Atomoxetine is a potent and selective norepinephrine transporter (NET) reuptake inhibitor acting as a nonstimulant for the treatment of attention-deficit/hyperactivity disorder (ADHD). Previous positron emission tomography (PET) studies had failed to demonstrate the feasibility of measuring a dose-dependent and saturable NET occupancy in human brain using [11C]MeNER. To determine if atomoxetine occupies NET in a dose-dependent fashion using (S,S)-[18F]FMeNER-D2 in nonhuman primate brain. A total of eight PET measurements were performed in two cynomolgus monkeys. Each monkey was examined four times with PET: under baseline conditions and after steady-state infusion with 0.03, 0.06, or 0.12 mg/kg/h of atomoxetine.
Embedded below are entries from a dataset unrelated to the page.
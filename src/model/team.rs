use serde::{Deserialize, Serialize};
use utoipa::ToSchema;

/// Public team record. Owner contact details are left out.
#[derive(Clone, Debug, Serialize, Deserialize, ToSchema)]
pub struct TeamDto {
    pub id: i32,
    pub name: String,
    pub location: Option<String>,
    pub lat: Option<f64>,
    pub lng: Option<f64>,
    pub logo: Option<String>,
    pub owner_first_name: Option<String>,
    pub owner_last_name: Option<String>,
    pub is_active: bool,
}

/// Minimal team reference embedded in seasons, aliases and draft positions.
#[derive(Clone, Debug, PartialEq, Serialize, Deserialize, ToSchema)]
pub struct TeamSummaryDto {
    pub id: i32,
    pub name: String,
    pub logo: Option<String>,
    pub is_active: bool,
}

/// Active team with its championship record, including history inherited from
/// defunct predecessor franchises.
#[derive(Clone, Debug, Serialize, Deserialize, ToSchema)]
pub struct TeamWithStatsDto {
    pub id: i32,
    pub name: String,
    pub logo: Option<String>,
    pub championships: f64,
    pub appearances: u32,
    pub championship_years: Vec<i32>,
}

#[derive(Clone, Debug, Serialize, Deserialize, ToSchema)]
pub struct TeamAliasDto {
    pub id: i32,
    pub alias: String,
    pub team: TeamSummaryDto,
}

/// Admin changes to a team; omitted fields are left untouched.
#[derive(Clone, Debug, Default, Serialize, Deserialize, ToSchema)]
pub struct UpdateTeamDto {
    pub name: Option<String>,
    pub location: Option<String>,
    pub lat: Option<f64>,
    pub lng: Option<f64>,
    pub logo: Option<String>,
    pub owner_first_name: Option<String>,
    pub owner_last_name: Option<String>,
    pub owner_email: Option<String>,
    pub owner_phone: Option<String>,
    pub is_active: Option<bool>,
}

#[derive(Clone, Debug, Serialize, Deserialize, ToSchema)]
pub struct CreateTeamAliasDto {
    pub alias: String,
    pub team_id: i32,
}
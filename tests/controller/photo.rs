use almanac::{
    model::photo::DeletePhotoDto,
    server::controller::photo::{delete_photo, get_season_photos},
};

use super::*;

/// Expect 200 OK for a season's photos
#[tokio::test]
async fn get_season_photos_success() -> Result<(), TestError> {
    let mut test = TestBuilder::new().with_league_tables().build().await?;
    let (_, owner) = test.league().insert_owned_team("Zebras", false).await?;
    let season = test.league().insert_season(SeasonFixture::new(2020)).await?;
    test.league()
        .insert_photo(season.id, owner.id, "drafts/2020/a.jpg", true)
        .await?;

    let resp = get_season_photos(State(test.into_app_state()), Path(2020))
        .await
        .into_response();

    assert_eq!(resp.status(), StatusCode::OK);

    Ok(())
}

/// Expect 403 Forbidden when deleting another owner's photo
#[tokio::test]
async fn delete_other_owners_photo() -> Result<(), TestError> {
    let mut test = TestBuilder::new().with_league_tables().build().await?;
    let (_, uploader) = test
        .league()
        .insert_owned_team_with_email("Zebras", "uploader@example.com", false)
        .await?;
    test.league().insert_owned_team("Aardvarks", false).await?;
    let season = test.league().insert_season(SeasonFixture::new(2020)).await?;
    let photo = test
        .league()
        .insert_photo(season.id, uploader.id, "drafts/2020/a.jpg", true)
        .await?;

    let resp = delete_photo(
        State(test.into_app_state()),
        auth_headers(TEST_OWNER_EMAIL)?,
        Path(photo.id),
        Json(DeletePhotoDto {
            storage_key: photo.storage_key,
        }),
    )
    .await
    .into_response();

    assert_eq!(resp.status(), StatusCode::FORBIDDEN);

    Ok(())
}

/// Expect 403 Forbidden for a valid token whose email is not an approved owner
#[tokio::test]
async fn delete_as_unapproved_user() -> Result<(), TestError> {
    let mut test = TestBuilder::new().with_league_tables().build().await?;
    let (_, owner) = test.league().insert_owned_team("Zebras", false).await?;
    let season = test.league().insert_season(SeasonFixture::new(2020)).await?;
    let photo = test
        .league()
        .insert_photo(season.id, owner.id, "drafts/2020/a.jpg", true)
        .await?;

    let resp = delete_photo(
        State(test.into_app_state()),
        auth_headers("stranger@example.com")?,
        Path(photo.id),
        Json(DeletePhotoDto {
            storage_key: photo.storage_key,
        }),
    )
    .await
    .into_response();

    assert_eq!(resp.status(), StatusCode::FORBIDDEN);

    Ok(())
}
use axum::{extract::State, http::StatusCode, response::IntoResponse, Json};

use crate::{
    model::{
        api::ErrorDto,
        owner::{OwnerValidationDto, ValidateEmailDto},
    },
    server::{error::Error, model::app::AppState, service::owner::OwnerService},
};

pub static AUTH_TAG: &str = "auth";

/// Check whether an email belongs to an approved league owner
///
/// Unknown emails are not an error; they return `valid: false` with a message.
#[utoipa::path(
    post,
    path = "/api/auth/validate",
    tag = AUTH_TAG,
    request_body = ValidateEmailDto,
    responses(
        (status = 200, description = "Validation outcome for the email", body = OwnerValidationDto),
        (status = 400, description = "Email missing", body = ErrorDto),
        (status = 500, description = "Internal server error", body = ErrorDto)
    ),
)]
pub async fn validate_email(
    State(state): State<AppState>,
    Json(request): Json<ValidateEmailDto>,
) -> Result<impl IntoResponse, Error> {
    let validation = OwnerService::new(&state.db)
        .validate_email(&request.email)
        .await?;

    Ok((StatusCode::OK, Json(validation)))
}
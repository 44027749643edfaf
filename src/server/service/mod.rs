//! Service layer for business logic and orchestration.
//!
//! Services coordinate repositories, the championship attribution engine and photo storage.
//! Database reads and writes run inside a [`retry::RetryContext`] so transient connection
//! failures are retried with exponential backoff.

pub mod championship;
pub mod draft;
pub mod owner;
pub mod photo;
pub mod retry;
pub mod season;
pub mod team;
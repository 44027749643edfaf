use std::sync::Arc;

use dioxus_logger::tracing;
use sea_orm::DatabaseConnection;

use crate::server::{
    config::{Config, PhotoStorageBackend},
    error::Error,
    storage::{FilesystemPhotoStorage, MemoryPhotoStorage, PhotoStorage},
};

/// Connect to the database and run migrations
pub async fn connect_to_database(config: &Config) -> Result<DatabaseConnection, Error> {
    use migration::{Migrator, MigratorTrait};
    use sea_orm::{ConnectOptions, Database};

    let mut opt = ConnectOptions::new(&config.database_url);
    opt.sqlx_logging(false);

    let db = Database::connect(opt).await?;

    Migrator::up(&db, None).await?;

    Ok(db)
}

/// Build the configured photo storage backend
///
/// The filesystem backend's root directory is created if it does not exist yet.
pub async fn build_photo_storage(config: &Config) -> Result<Arc<dyn PhotoStorage>, Error> {
    let storage: Arc<dyn PhotoStorage> = match &config.photo_storage {
        PhotoStorageBackend::Filesystem(root) => {
            tokio::fs::create_dir_all(root).await?;

            tracing::info!("Storing photos beneath {}", root.display());

            Arc::new(FilesystemPhotoStorage::new(
                root.clone(),
                &config.photo_public_url,
            ))
        }
        PhotoStorageBackend::Memory => {
            tracing::warn!("Storing photos in memory, uploads will be lost on restart");

            Arc::new(MemoryPhotoStorage::new(&config.photo_public_url))
        }
    };

    Ok(storage)
}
A prolonged intravenous (i.v.) infusion design was developed rather than an i.v. bolus to better mimic an oral absorption profile and to reach plasma steady state. During baseline conditions, (S,S)-[18F]FMeNER-D2 uptake was highest in the locus coeruleus, thalamus, mesencephalon, and the cingulate gyrus, whereas the radioactivity in the caudate was low. Peak equilibrium measurements were achieved using (S,S)-[18F]FMeNER-D2 in contrast to the previously reported data for [11C]MeNER. After administration of atomoxetine, a dose-dependent occupancy from 38 to 82% was observed for various brain regions known to contain high densities of NET. This is the first in vivo PET study to successfully demonstrate the ability to measure a dose-dependent change in NET occupancy in brain using (S,S)-[18F]FMeNER-D2. Furthermore, an asymptotic relationship between N-desmethylatomoxetine plasma concentration and NET occupancy was established. In total, these data encourage further PET studies using (S,S)-[18F]FMeNER-D2 in humans.